US Energy: DOE Celebrates One-year Anniversary Of Bipartisan Infrastructure Law And Historic Investments In America’s Clean Energy Future
The U.S. Department of Energy (DOE) today celebrated the one-year anniversary of President Biden signing the Bipartisan Infrastructure Law. During a panel at COP27, U.S. Secretary of Energy Jennifer M. Granholm reported on the implementation progress to-date of the Bipartisan Infrastructure Law and looked ahead at the additional impact the law will have with the recently enacted Inflation Reduction Act.

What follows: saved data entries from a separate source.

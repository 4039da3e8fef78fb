/*
 * Responsibility
 * - UserRepo: the persistence seam handlers talk to (after authorization)
 * - PgUserRepo: users テーブル向け SQLx 実装
 * - DB エラーは RepoError に変換して返す
 */
use async_trait::async_trait;
use chrono::{DateTime, Utc};
use sqlx::{FromRow, PgPool};
use uuid::Uuid;

use crate::repos::error::RepoError;
use crate::services::authz::{RoleSet, roles::normalize_roles};

#[derive(Debug, Clone, PartialEq, Eq)]
pub struct UserRecord {
    pub id: Uuid,
    pub username: String,
    pub email: String,
    pub tax_code: String,
    pub first_name: String,
    pub last_name: String,
    pub roles: RoleSet,
    pub created_at: DateTime<Utc>,
}

#[derive(Debug, Clone)]
pub struct NewUser {
    pub username: String,
    pub email: String,
    pub tax_code: String,
    pub first_name: String,
    pub last_name: String,
    pub roles: RoleSet,
}

/// Full replacement of the mutable fields. Email is immutable.
#[derive(Debug, Clone)]
pub struct UserChanges {
    pub username: String,
    pub tax_code: String,
    pub first_name: String,
    pub last_name: String,
    // None → keep current roles
    pub roles: Option<RoleSet>,
}

#[async_trait]
pub trait UserRepo: Send + Sync {
    /// Newest first.
    async fn list(&self) -> Result<Vec<UserRecord>, RepoError>;
    async fn get(&self, id: Uuid) -> Result<Option<UserRecord>, RepoError>;
    async fn create(&self, user: NewUser) -> Result<UserRecord, RepoError>;
    async fn update(&self, id: Uuid, changes: UserChanges)
    -> Result<Option<UserRecord>, RepoError>;
    /// `false` when no such user existed.
    async fn delete(&self, id: Uuid) -> Result<bool, RepoError>;
}

#[derive(Debug, FromRow)]
struct UserRow {
    id: Uuid,
    username: String,
    email: String,
    tax_code: String,
    first_name: String,
    last_name: String,
    roles: Vec<String>,
    created_at: DateTime<Utc>,
}

impl From<UserRow> for UserRecord {
    fn from(row: UserRow) -> Self {
        Self {
            id: row.id,
            username: row.username,
            email: row.email,
            tax_code: row.tax_code,
            first_name: row.first_name,
            last_name: row.last_name,
            roles: normalize_roles(&row.roles),
            created_at: row.created_at,
        }
    }
}

fn role_names(roles: &RoleSet) -> Vec<String> {
    roles.iter().map(|r| r.as_str().to_string()).collect()
}

/// Expected schema:
///
/// ```sql
/// CREATE TABLE users (
///     id          UUID PRIMARY KEY DEFAULT gen_random_uuid(),
///     username    TEXT NOT NULL CONSTRAINT users_username_key UNIQUE,
///     email       TEXT NOT NULL CONSTRAINT users_email_key UNIQUE,
///     tax_code    TEXT NOT NULL,
///     first_name  TEXT NOT NULL,
///     last_name   TEXT NOT NULL,
///     roles       TEXT[] NOT NULL DEFAULT '{}',
///     created_at  TIMESTAMPTZ NOT NULL DEFAULT now()
/// );
/// ```
#[derive(Clone, Debug)]
pub struct PgUserRepo {
    db: PgPool,
}

impl PgUserRepo {
    pub fn new(db: PgPool) -> Self {
        Self { db }
    }
}

#[async_trait]
impl UserRepo for PgUserRepo {
    async fn list(&self) -> Result<Vec<UserRecord>, RepoError> {
        let rows = sqlx::query_as::<_, UserRow>(
            r#"
            SELECT id, username, email, tax_code, first_name, last_name, roles, created_at
            FROM users
            ORDER BY created_at DESC
            "#,
        )
        .fetch_all(&self.db)
        .await?;

        Ok(rows.into_iter().map(UserRecord::from).collect())
    }

    async fn get(&self, id: Uuid) -> Result<Option<UserRecord>, RepoError> {
        let row = sqlx::query_as::<_, UserRow>(
            r#"
            SELECT id, username, email, tax_code, first_name, last_name, roles, created_at
            FROM users
            WHERE id = $1
            "#,
        )
        .bind(id)
        .fetch_optional(&self.db)
        .await?;

        Ok(row.map(UserRecord::from))
    }

    async fn create(&self, user: NewUser) -> Result<UserRecord, RepoError> {
        let row = sqlx::query_as::<_, UserRow>(
            r#"
            INSERT INTO users (username, email, tax_code, first_name, last_name, roles)
            VALUES ($1, $2, $3, $4, $5, $6)
            RETURNING id, username, email, tax_code, first_name, last_name, roles, created_at
            "#,
        )
        .bind(&user.username)
        .bind(&user.email)
        .bind(&user.tax_code)
        .bind(&user.first_name)
        .bind(&user.last_name)
        .bind(role_names(&user.roles))
        .fetch_one(&self.db)
        .await
        .map_err(RepoError::from_sqlx)?;

        Ok(row.into())
    }

    async fn update(
        &self,
        id: Uuid,
        changes: UserChanges,
    ) -> Result<Option<UserRecord>, RepoError> {
        // roles: NULL → keep the stored value
        let row = sqlx::query_as::<_, UserRow>(
            r#"
            UPDATE users
            SET
                username = $2,
                tax_code = $3,
                first_name = $4,
                last_name = $5,
                roles = COALESCE($6, roles)
            WHERE id = $1
            RETURNING id, username, email, tax_code, first_name, last_name, roles, created_at
            "#,
        )
        .bind(id)
        .bind(&changes.username)
        .bind(&changes.tax_code)
        .bind(&changes.first_name)
        .bind(&changes.last_name)
        .bind(changes.roles.as_ref().map(role_names))
        .fetch_optional(&self.db)
        .await
        .map_err(RepoError::from_sqlx)?;

        Ok(row.map(UserRecord::from))
    }

    async fn delete(&self, id: Uuid) -> Result<bool, RepoError> {
        let result = sqlx::query(
            r#"
            DELETE FROM users
            WHERE id = $1
            "#,
        )
        .bind(id)
        .execute(&self.db)
        .await?;

        Ok(result.rows_affected() > 0)
    }
}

Through these two historic pieces of legislation, the Biden-Harris Administration is investing more than $97 billion through DOE, in the nation’s clean energy transition and is delivering on its promises to strengthen the supply chain, deploy cleaner and cheaper energy for all Americans, while positioning the nation to meet the President’s goal of a decarbonized power grid by 2035 and net-zero carbon emissions by 2050.
“One year after the President Biden signed the Bipartisan Infrastructure Law, DOE is working to lower energy costs for Americans and ensuring that high-quality union jobs are growing across American-made clean energy industries,” said U.S. Secretary of Energy Jennifer Granholm. “I couldn’t be prouder of the work this Administration and DOE has done so far to deliver for Americans and position America to lead in the world’s clean energy transition while addressing historical inequalities in our energy systems”.

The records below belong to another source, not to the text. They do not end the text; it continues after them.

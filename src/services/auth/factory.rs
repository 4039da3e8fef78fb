/// Factory: build `AuthService` from application `Config`.
use std::sync::Arc;

use crate::config::Config;
use crate::services::auth::{AccessJwtError, AuthService};

pub fn build_auth_service(config: &Config) -> Result<Arc<AuthService>, AccessJwtError> {
    let auth = AuthService::new(
        &config.access_jwt_public_key_pem,
        &config.auth_issuer,
        &config.auth_audience,
        config.access_token_leeway_seconds,
        config.auth_roles_claim.clone(),
    )?;

    Ok(Arc::new(auth))
}
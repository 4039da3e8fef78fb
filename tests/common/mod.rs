//! Shared fixtures for the HTTP-level tests.
//!
//! Tokens are signed with a fixed Ed25519 key so every test run verifies the
//! same way the server would in production (EdDSA, iss/aud/exp checks).
#![allow(dead_code)]

use std::net::SocketAddr;
use std::sync::{Arc, OnceLock};

use axum::Router;
use axum::body::{Body, to_bytes};
use axum::http::{Method, Request, StatusCode, header};
use ed25519_dalek::SigningKey;
use ed25519_dalek::pkcs8::spki::der::pem::LineEnding;
use ed25519_dalek::pkcs8::{EncodePrivateKey, EncodePublicKey};
use jsonwebtoken::{Algorithm, EncodingKey, Header};
use serde_json::{Value, json};
use tower::ServiceExt;

use user_directory::app::build_router;
use user_directory::config::{AppEnv, Config};
use user_directory::repos::{InMemoryUserRepo, NewUser, UserRecord, UserRepo};
use user_directory::services::auth::build_auth_service;
use user_directory::services::authz::RoleSet;
use user_directory::state::AppState;

pub const ISSUER: &str = "https://idp.test/realms/users";
pub const AUDIENCE: &str = "user-directory";

struct Keys {
    private_pem: String,
    public_pem: String,
}

fn keys() -> &'static Keys {
    static KEYS: OnceLock<Keys> = OnceLock::new();
    KEYS.get_or_init(|| {
        let signing = SigningKey::from_bytes(&[7u8; 32]);
        Keys {
            private_pem: signing.to_pkcs8_pem(LineEnding::LF).unwrap().to_string(),
            public_pem: signing
                .verifying_key()
                .to_public_key_pem(LineEnding::LF)
                .unwrap(),
        }
    })
}

pub fn test_config() -> Config {
    Config {
        addr: SocketAddr::from(([127, 0, 0, 1], 0)),
        database_url: None,
        app_env: AppEnv::Development,
        cors_allowed_origins: Vec::new(),
        auth_issuer: ISSUER.to_string(),
        auth_audience: AUDIENCE.to_string(),
        access_token_leeway_seconds: 0,
        access_jwt_public_key_pem: keys().public_pem.clone(),
        auth_roles_claim: "roles".to_string(),
        http_body_limit_bytes: 64 * 1024,
        http_timeout_seconds: 5,
    }
}

pub struct TestApp {
    pub router: Router,
    pub users: Arc<InMemoryUserRepo>,
}

impl TestApp {
    pub fn new() -> Self {
        let config = test_config();
        let users = Arc::new(InMemoryUserRepo::new());
        let auth = build_auth_service(&config).unwrap();

        let state = AppState::new(users.clone(), auth);
        Self {
            router: build_router(state, &config),
            users,
        }
    }

    pub async fn seed(&self, username: &str, email: &str, roles: RoleSet) -> UserRecord {
        self.users
            .create(NewUser {
                username: username.to_string(),
                email: email.to_string(),
                tax_code: "TSTUSER90A01H501Z".to_string(),
                first_name: "Test".to_string(),
                last_name: "User".to_string(),
                roles,
            })
            .await
            .unwrap()
    }

    pub async fn send(
        &self,
        method: Method,
        uri: &str,
        token: Option<&str>,
        body: Option<Value>,
    ) -> (StatusCode, Value) {
        let mut builder = Request::builder().method(method).uri(uri);
        if let Some(token) = token {
            builder = builder.header(header::AUTHORIZATION, format!("Bearer {token}"));
        }
        let req = match body {
            Some(body) => builder
                .header(header::CONTENT_TYPE, "application/json")
                .body(Body::from(body.to_string()))
                .unwrap(),
            None => builder.body(Body::empty()).unwrap(),
        };

        let res = self.router.clone().oneshot(req).await.unwrap();
        let status = res.status();
        (status, read_json(res.into_body()).await)
    }
}

/// `Value::Null` for an empty body.
pub async fn read_json(body: Body) -> Value {
    let bytes = to_bytes(body, usize::MAX).await.unwrap();
    if bytes.is_empty() {
        Value::Null
    } else {
        serde_json::from_slice(&bytes).unwrap()
    }
}

pub fn sign(claims: &Value) -> String {
    let key = EncodingKey::from_ed_pem(keys().private_pem.as_bytes()).unwrap();
    jsonwebtoken::encode(&Header::new(Algorithm::EdDSA), claims, &key).unwrap()
}

pub fn claims(sub: &str, roles: &[&str]) -> Value {
    json!({
        "iss": ISSUER,
        "aud": AUDIENCE,
        "sub": sub,
        "exp": chrono::Utc::now().timestamp() + 300,
        "email": format!("{sub}@example.com"),
        "roles": roles,
    })
}

/// A valid access token for `sub` carrying `roles`.
pub fn mint(sub: &str, roles: &[&str]) -> String {
    sign(&claims(sub, roles))
}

In the first year since President Biden signed the Bipartisan Infrastructure Law, DOE has launched programs offering nearly $40 billion in funding opportunities and technical assistance, and has:
Met with thousands of stakeholders to gather public input on how to effectively deploy clean energy and strengthen the supply chain.
Launched 4 new demonstration and deployment focused-offices and realigned the Department to create the Office of the Under Secretary for Infrastructure.
Established a joint Office of Energy and Transportation with the Department of Transportation to support the deployment of $7.5 billion for a national electric vehicle charging network.
Opened applications that will strengthen the American grid, improve energy security and provider cleaner electricity and fuels.:
$10.5 billion to modernize the electric grid;
$7 billion to create regional clean hydrogen hubs;
Over $3 billion for weatherization and energy efficiency in homes and businesses; and
$250 million to fund state loan programs for energy efficiency upgrades in residential and commercial buildings.
Awarded $2.8 billion for battery materials processing and component manufacturing for 21 projects across 12 states that will create more than 8,000 jobs, including 5,000 permanent jobs.
Made $2 billion available for large-capacity, shared carbon dioxide (CO2) transportation projects located in the United States to help enable commercial deployment of carbon management technologies.
Released $425 million in formula funding to enable states to develop and implement clean energy programs and projects.
Launched a $250 million program to help rural, municipal, and small investor-owned electric utilities enhance their cybersecurity.
To foster an equitable implementation of the Bipartisan Infrastructure Law, DOE is requiring—for the very first time—that all grant recipients create Community Benefits Plans. These plans are part of the evaluation and contract process with grantees, and they provide specific strategies for: investment in the American workforce and the creation of quality jobs; engagement with communities and labor; advancement of diversity, equity, inclusion, and accessibility; and implementation of the President’s Justice40 initiative to help ensure that 40% of the benefits of clean energy investments go to underserved and overburdened communities.
Over the next five to eight years, DOE analysis estimates that combined investments from the Bipartisan Infrastructure Law and the Inflation Reduction Act will drive 2030 economy-wide greenhouse gas emissions to 40% below 2005 levels. This includes a reduction of more than 1,150 million metric tons of carbon per year by 2030. To meet these goals more than 80 programs, both new and previously established, will serve as the backbone for a just clean energy transition – from research and development to demonstration and deployment.